Theo moved at once, Kamele right with her, both of them following Gidis down the room toward the doors. The others hesitated for a long moment, as if they thought there'd been a mistake, then hurried to catch up, their feet noisy against the 'crete floor.

"Visiting?" Theo heard Professor Able say. "Oh, of course! Your mother, is it not, who is placed high in Admin?"

"Precisely!" Chair Hafley took the question to herself. "As it happens, Clyburn's mother and sister live on Melchiza. Of course he must visit them! I insisted upon it."

"Certainly, one must pay one's respects to one's mother," Professor Crowley said, but in the tone of voice Theo noticed he used when he was saying something else instead.

"Oh, no doubt," Professor Able agreed. "I simply hadn't known that Clyburn was native to Melchiza."

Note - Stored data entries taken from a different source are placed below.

impl ScraperClient {
    /// Builds a client without a metrics recorder.
    ///
    /// # Errors
    ///
    /// See [`ScraperClientBuilder::build`].
    pub fn new(config: ClientConfig) -> Result<Self, ClientBuildError> {
        ScraperClientBuilder::new(config).build()
    }

    /// Starts a builder for clients with metrics or a seeded cookie jar.
    #[must_use]
    pub fn builder(config: ClientConfig) -> ScraperClientBuilder {
        ScraperClientBuilder::new(config)
    }

    /// Sends one logical request through the pipeline.
    ///
    /// A URL denied by robots.txt yields `Ok` with a synthetic 403 response
    /// ([`PageResponse::is_blocked_by_robots`]). HTTP error statuses from the
    /// server are returned as responses, never retried.
    ///
    /// Redirects are returned as responses unless the client follows them.
    /// When it does, every hop gets its own robots.txt check and retry budget,
    /// and a denied hop yields the synthetic 403 for the hop's URL.
    ///
    /// # Errors
    ///
    /// - [`RequestError::RetryExhausted`] when retrying is enabled and every
    ///   attempt failed with a retryable transport error
    /// - [`RequestError::Transport`] for non-retryable failures, any failure
    ///   when retrying is disabled, or a redirect chain longer than
    ///   [`MAX_REDIRECTS`] hops
    #[instrument(skip(self, request), fields(method = %request.method(), url = %request.url()))]
    pub async fn send(&self, mut request: PageRequest) -> Result<PageResponse, RequestError> {
        let mut url =
            Url::parse(request.url()).map_err(|_| TransportError::invalid_url(request.url()))?;
        let start_url = request.url().to_string();
        let mut hops = 0;

        loop {
            if !self.authorize(&request, &url).await {
                return Ok(PageResponse::forbidden_by_robots(url.as_str()));
            }
            let response = self.send_with_retry(&request, &url).await?;
            if !self.follow_redirects {
                return Ok(response);
            }
            let Some(target) = response.redirect_target(&url) else {
                return Ok(response);
            };
            if hops == MAX_REDIRECTS {
                warn!(limit = MAX_REDIRECTS, "redirect limit reached");
                return Err(RequestError::Transport(TransportError::TooManyRedirects {
                    url: start_url,
                    limit: MAX_REDIRECTS,
                }));
            }
            hops += 1;
            debug!(status = response.status().as_u16(), to = %target, hop = hops, "following redirect");
            request = request.into_redirect(response.status(), &url, &target);
            url = target;
        }
    }

    /// Checks robots.txt for one hop; `true` when enforcement is off or skipped.
    async fn authorize(&self, request: &PageRequest, url: &Url) -> bool {
        if request.robots_ignored() {
            return true;
        }
        let Some(robots) = &self.robots else {
            return true;
        };
        let agent = request.user_agent().unwrap_or(&self.user_agent);
        let allowed = robots.is_allowed(url.as_str(), Some(agent)).await;
        if !allowed {
            debug!(url = %url, user_agent = agent, "request blocked by robots.txt");
        }
        allowed
    }

    async fn send_with_retry(
        &self,
        request: &PageRequest,
        url: &Url,
    ) -> Result<PageResponse, RequestError> {
        match self.backoff.run(|| self.attempt(request, url)).await {
            Ok(response) => Ok(response),
            Err(failure)
                if failure.failure_type == FailureType::Transient && self.backoff.is_enabled() =>
            {
                warn!(
                    attempts = failure.attempts,
                    error = %failure.error,
                    "retry budget exhausted"
                );
                Err(RequestError::RetryExhausted {
                    url: url.to_string(),
                    attempts: failure.attempts,
                    source: failure.error,
                })
            }
            Err(failure) => {
                debug!(error = %failure.error, "request failed");
                Err(RequestError::Transport(failure.error))
            }
        }
    }

    /// Sends a `GET` for `url`.
    ///
    /// # Errors
    ///
    /// See [`send`](Self::send).
    pub async fn get(&self, url: &str) -> Result<PageResponse, RequestError> {
        self.send(PageRequest::get(url)).await
    }

    /// Sends a `POST` for `url` with `body`.
    ///
    /// # Errors
    ///
    /// See [`send`](Self::send).
    pub async fn post(
        &self,
        url: &str,
        body: impl Into<Vec<u8>>,
    ) -> Result<PageResponse, RequestError> {
        self.send(PageRequest::post(url).body(body)).await
    }

    /// One network attempt: send, buffer the body, record metrics.
    async fn attempt(&self, request: &PageRequest, url: &Url) -> Result<PageResponse, TransportError> {
        self.run_requests.fetch_add(1, Ordering::Relaxed);

        let mut builder = self
            .http
            .request(request.method().clone(), url.clone())
            .headers(request.header_map().clone())
            .timeout(request.timeout_override().unwrap_or(self.request_timeout));
        if let Some(body) = request.body_bytes() {
            builder = builder.body(body.to_vec());
        }

        let started = Instant::now();
        let response = builder
            .send()
            .await
            .map_err(|e| TransportError::from_reqwest(url.as_str(), e))?;
        let status = response.status();
        let headers = response.headers().clone();
        let final_url = response.url().to_string();
        let body = response
            .bytes()
            .await
            .map_err(|e| TransportError::from_reqwest(url.as_str(), e))?;
        let elapsed = started.elapsed();

        metrics::record_request(self.metrics.as_deref(), self.scraper_id.as_deref(), elapsed);
        debug!(status = status.as_u16(), elapsed_ms = elapsed.as_millis(), "response received");

        Ok(PageResponse::new(
            final_url,
            status,
            headers,
            body.to_vec(),
            elapsed,
        ))
    }

    /// Reports the attempts sent since the previous call as one run and resets the tally.
    ///
    /// Returns the reported count.
    pub fn finish_run(&self) -> u64 {
        let count = self.run_requests.swap(0, Ordering::SeqCst);
        metrics::record_run_requests(self.metrics.as_deref(), self.scraper_id.as_deref(), count);
        count
    }

    /// Records crawl yield for `data_type` under this client's scraper id.
    pub fn record_yield(&self, data_type: &str, amount: u64) {
        metrics::record_yield(
            self.metrics.as_deref(),
            self.scraper_id.as_deref(),
            data_type,
            amount,
        );
    }

    /// Attempts sent since the last [`finish_run`](Self::finish_run).
    #[must_use]
    pub fn run_request_count(&self) -> u64 {
        self.run_requests.load(Ordering::SeqCst)
    }

    /// The robots authorizer, absent when robots enforcement is off.
    #[must_use]
    pub fn robots(&self) -> Option<&RobotsAuthorizer> {
        self.robots.as_ref()
    }

    /// The cookie state of this client.
    #[must_use]
    pub fn cookies(&self) -> &CookieSession {
        &self.cookies
    }

    /// The page request backoff policy.
    #[must_use]
    pub fn backoff(&self) -> &BackoffPolicy {
        &self.backoff
    }

    /// The User-Agent sent with every request.
    #[must_use]
    pub fn user_agent(&self) -> &str {
        &self.user_agent
    }

    /// The metrics label, if metrics are enabled.
    #[must_use]
    pub fn scraper_id(&self) -> Option<&str> {
        self.scraper_id.as_deref()
    }
}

Chair Hafley sniffed. "Why do you think I insisted that he accompany us?" she demanded. "A local guide will be invaluable to us!"

Except, Theo thought, Clyburn was going to visit his mother and the team had an assigned Chaperon, so how was he going to be any help? She looked at Kamele, who was biting her bottom lip, apparently listening just as hard as Theo was to the conversation to the rear.

"How long will the research take?" Theo asked.

Kamele glanced at her, blue eyes dancing. Her voice, however, was grave. "Professor Crowley estimated anywhere between four and seven local days, depending on the accessibility of the records, and how many hours per day we're allowed inside the Treasure House archives."

"So, if Clyburn is going to go visit—"

"Yes," Kamele murmured, cutting her off. "I think it's safe to conclude that Chair Hafley brought Clyburn so that he might have the treat of visiting his mother." She gave Theo a sideways glance. "It shows well of her, that she treats her onagrata with kindness," she added. Theo sighed. She knew from Life Class that a woman who was responsible for an onagrata should take pains to let him know that he was valued, and to give him those little gifts and treats that were so important to the male ego. It was just that Professor Hafley treated Clyburn like he was . . . learning challenged, which, despite the fact that she didn't like him, Theo was pretty sure he wasn't. In Theo's opinion, it took real observational skills to be as snarky as Clyburn.

Ahead of them, Gidis waved open the doors. Before them was a short, canopied walk, with a long, orange car pulled across the far end.

"The bus!" he called, moving to one side of the walk and making shooing motions with one hand to hurry them along.

Kamele and Theo walked on, Theo turning her head, attention caught by a flicker of what might have been sense . . .

Yes, there it was again, woven between the nonsense waving and posturing, a phrase she almost recognized, but it couldn't be all is in readiness.